[Start of Attachment]
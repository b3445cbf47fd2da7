//! Client for the Yeelight Sunflower hub.
//!
//! One hardware hub fans a line-oriented TCP protocol out to a set of
//! attached light fixtures. [`Hub`] owns the single connection and a
//! throttled cache of per-fixture state; [`Bulb`] handles read through that
//! cache and send fire-and-forget set commands.
//!
//! # Quick start
//!
//! ```no_run
//! use yeelight_sunflower::Hub;
//!
//! let hub = Hub::new("192.168.1.59", 10003);
//! if hub.available() {
//!     for bulb in hub.get_lights() {
//!         println!("{}: {:?} at {}%", bulb.zid(), bulb.rgb_color(), bulb.brightness());
//!     }
//! }
//! ```
//!
//! Reads are as fresh as the refresh throttle allows; writes return the
//! hub's raw echo without interpreting it, so re-query to observe confirmed
//! state. A hub that cannot be reached is not an error: the [`Hub`] is still
//! constructed, `available()` reports false, and `get_lights()` stays empty.
//!
//! Logging goes through the [`log`] facade; install any logger to see
//! protocol traffic at debug level.

mod bulb;
mod config;
mod hub;
mod protocol;
mod session;

pub use bulb::{Bulb, BulbState};
pub use config::{DEFAULT_HOST, DEFAULT_PORT, HubConfig};
pub use hub::Hub;
pub use protocol::{FieldLayout, LightData};
//! TCP connection establishment for the hub session.
//!
//! Resolves the hub address and connects with a bounded timeout.

use std::io;
use std::net::{TcpStream, ToSocketAddrs};
use std::time::Duration;

/// Connect to `host:port`, bounding each connect attempt by `timeout`.
///
/// Resolution may yield several candidate addresses; they are tried in turn
/// and the last error is reported if none accepts.
pub(crate) fn connect_with_timeout(
    host: &str,
    port: u16,
    timeout: Duration,
) -> io::Result<TcpStream> {
    let mut last_err = None;
    for addr in (host, port).to_socket_addrs()? {
        match TcpStream::connect_timeout(&addr, timeout) {
            Ok(stream) => return Ok(stream),
            Err(e) => last_err = Some(e),
        }
    }
    Err(last_err.unwrap_or_else(|| {
        io::Error::new(io::ErrorKind::AddrNotAvailable, "no addresses resolved")
    }))
}
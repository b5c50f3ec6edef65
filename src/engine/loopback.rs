//! Stand-in engine for the loop device.
//!
//! Behaves like an engine with no peers configured: every packet read from
//! the device is dropped. Control requests store and report settings.

use std::collections::BTreeMap;
use std::io;
use std::sync::{Arc, Mutex, MutexGuard, PoisonError};

use tokio::io::BufReader;
use tokio::net::UnixStream;
use tokio::sync::{mpsc, watch};
use tokio::task::JoinHandle;

use super::Engine;
use crate::control::protocol::{self, ProtocolError, Request};
use crate::device::{DeviceError, Event, LoopDevice, PacketDevice};

pub struct LoopbackEngine {
    device: Arc<LoopDevice>,
    events: Mutex<Option<mpsc::Receiver<Event>>>,
    settings: Mutex<BTreeMap<String, String>>,
    done: watch::Sender<bool>,
}

impl LoopbackEngine {
    pub fn new(device: Arc<LoopDevice>) -> Arc<Self> {
        let events = device.take_events();
        let (done, _) = watch::channel(false);
        Arc::new(Self {
            device,
            events: Mutex::new(events),
            settings: Mutex::new(BTreeMap::new()),
            done,
        })
    }

    /// Start the event reader and the packet pump.
    ///
    /// The returned handle finishes when the device closes. A panicking
    /// pump marks the engine completed.
    pub fn start(self: &Arc<Self>) -> JoinHandle<()> {
        if let Some(mut events) = lock(&self.events).take() {
            let name = self.device.name().to_string();
            tokio::spawn(async move {
                while let Some(event) = events.recv().await {
                    match event {
                        Event::Up => tracing::debug!(device = %name, "Interface up requested"),
                    }
                }
            });
        }

        let engine = Arc::clone(self);
        tokio::spawn(async move {
            let pump = Arc::clone(&engine);
            match tokio::task::spawn_blocking(move || pump.pump()).await {
                Ok(()) => {}
                Err(e) if e.is_panic() => {
                    tracing::error!(error = %e, "Packet pump failed");
                    engine.mark_completed();
                }
                // Runtime shutdown before the pump was scheduled.
                Err(_) => tracing::debug!("Packet pump cancelled"),
            }
        })
    }

    /// Current settings, sorted by key.
    pub fn settings(&self) -> Vec<(String, String)> {
        lock(&self.settings)
            .iter()
            .map(|(k, v)| (k.clone(), v.clone()))
            .collect()
    }

    /// Signal that the engine has stopped on its own.
    pub fn mark_completed(&self) {
        self.done.send_replace(true);
    }

    fn apply(&self, pairs: Vec<(String, String)>) {
        let mut settings = lock(&self.settings);
        for (key, value) in pairs {
            tracing::debug!(key = %key, "Setting updated");
            settings.insert(key, value);
        }
    }

    fn pump(&self) {
        let batch = self.device.batch_size();
        let mut storage = vec![vec![0u8; self.device.mtu()]; batch];
        let mut sizes = vec![0usize; batch];

        loop {
            let mut bufs: Vec<&mut [u8]> = storage.iter_mut().map(Vec::as_mut_slice).collect();
            match self.device.read(&mut bufs, &mut sizes, 0) {
                Ok(count) => {
                    tracing::trace!(packets = count, "No peer configured, dropping packets");
                }
                Err(DeviceError::Closed) => {
                    tracing::debug!("Packet pump stopping");
                    return;
                }
                Err(e) => tracing::warn!(error = %e, "Failed to read from loop device"),
            }
        }
    }
}

fn lock<T>(mutex: &Mutex<T>) -> MutexGuard<'_, T> {
    mutex.lock().unwrap_or_else(PoisonError::into_inner)
}

impl Engine for LoopbackEngine {
    async fn serve_control(&self, stream: UnixStream) -> io::Result<()> {
        let (read, mut write) = stream.into_split();
        let mut reader = BufReader::new(read);

        loop {
            match protocol::read_request(&mut reader).await {
                Ok(None) => return Ok(()),
                Ok(Some(Request::Get)) => {
                    let settings = self.settings();
                    protocol::write_response(&mut write, &settings, 0).await?;
                }
                Ok(Some(Request::Set(pairs))) => {
                    self.apply(pairs);
                    protocol::write_response(&mut write, &[], 0).await?;
                }
                Err(ProtocolError::Io(e)) => return Err(e),
                Err(e) => {
                    tracing::debug!(error = %e, "Rejecting control request");
                    protocol::write_response(&mut write, &[], e.errno()).await?;
                    return Ok(());
                }
            }
        }
    }

    fn completed(&self) -> impl std::future::Future<Output = ()> + Send + 'static {
        let mut done = self.done.subscribe();
        async move {
            // An error means the sender is gone, which also ends the engine.
            let _ = done.wait_for(|done| *done).await;
        }
    }

    fn close(&self) {
        self.device.close();
        self.mark_completed();
    }
}
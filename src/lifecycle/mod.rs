//! Lifecycle management subsystem.
//!
//! # Data Flow
//! ```text
//! Startup (startup.rs):
//!     Environment → control channel (inherited or bootstrapped)
//!
//! Handoff (daemonize.rs):
//!     Listener → child process at fd 3 → parent exits
//!
//! Running (startup.rs, shutdown.rs):
//!     Accept control connections → first termination source → teardown
//!
//! Signals (signals.rs):
//!     SIGTERM/SIGINT → operator-signal termination
//! ```
//!
//! # Design Decisions
//! - Ordered startup: config, device, control socket, then daemonize or serve
//! - Ordered shutdown: stop accepting, close engine and device, remove socket
//! - Teardown runs at most once

pub mod daemonize;
pub mod shutdown;
pub mod signals;
pub mod startup;

pub use daemonize::{daemonize, should_daemonize, DaemonizeError};
pub use shutdown::{Shutdown, ShutdownCoordinator, TerminationReason};
pub use signals::TerminationSignals;
pub use startup::{open_control_channel, ControlChannel, SetupError};
//! OS signal handling.
//!
//! # Responsibilities
//! - Register SIGTERM and SIGINT handlers before the daemon starts serving
//! - Resolve once either arrives, as the operator-signal termination source

use std::io;

use tokio::signal::unix::{signal, Signal, SignalKind};

/// Registered termination handlers.
pub struct TerminationSignals {
    sigterm: Signal,
    sigint: Signal,
}

impl TerminationSignals {
    /// Install the handlers. Must be called inside a tokio runtime.
    pub fn install() -> io::Result<Self> {
        Ok(Self {
            sigterm: signal(SignalKind::terminate())?,
            sigint: signal(SignalKind::interrupt())?,
        })
    }

    /// Wait for SIGTERM or SIGINT.
    pub async fn recv(mut self) {
        tokio::select! {
            _ = self.sigterm.recv() => tracing::debug!("Received SIGTERM"),
            _ = self.sigint.recv() => tracing::debug!("Received SIGINT"),
        }
    }
}

#[cfg(test)]
mod tests {
    use super::*;
    use std::time::Duration;

    #[tokio::test]
    async fn sigterm_resolves() {
        let signals = TerminationSignals::install().unwrap();
        let waiter = tokio::spawn(signals.recv());

        // SAFETY: raise only queues a signal for this process.
        unsafe {
            libc::raise(libc::SIGTERM);
        }

        tokio::time::timeout(Duration::from_secs(5), waiter)
            .await
            .expect("SIGTERM should resolve the waiter")
            .unwrap();
    }
}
[End of Attachment]
WORK REQUEST ▸
Set down the line that contains "#[tokio::test]" exactly. Do the same for each later line of the data, through the end, and add nothing.

YOUR SOLUTION ▸
    #[tokio::test]
    async fn sigterm_resolves() {
        let signals = TerminationSignals::install().unwrap();
        let waiter = tokio::spawn(signals.recv());

        // SAFETY: raise only queues a signal for this process.
        unsafe {
            libc::raise(libc::SIGTERM);
        }

        tokio::time::timeout(Duration::from_secs(5), waiter)
            .await
            .expect("SIGTERM should resolve the waiter")
            .unwrap();
    }
}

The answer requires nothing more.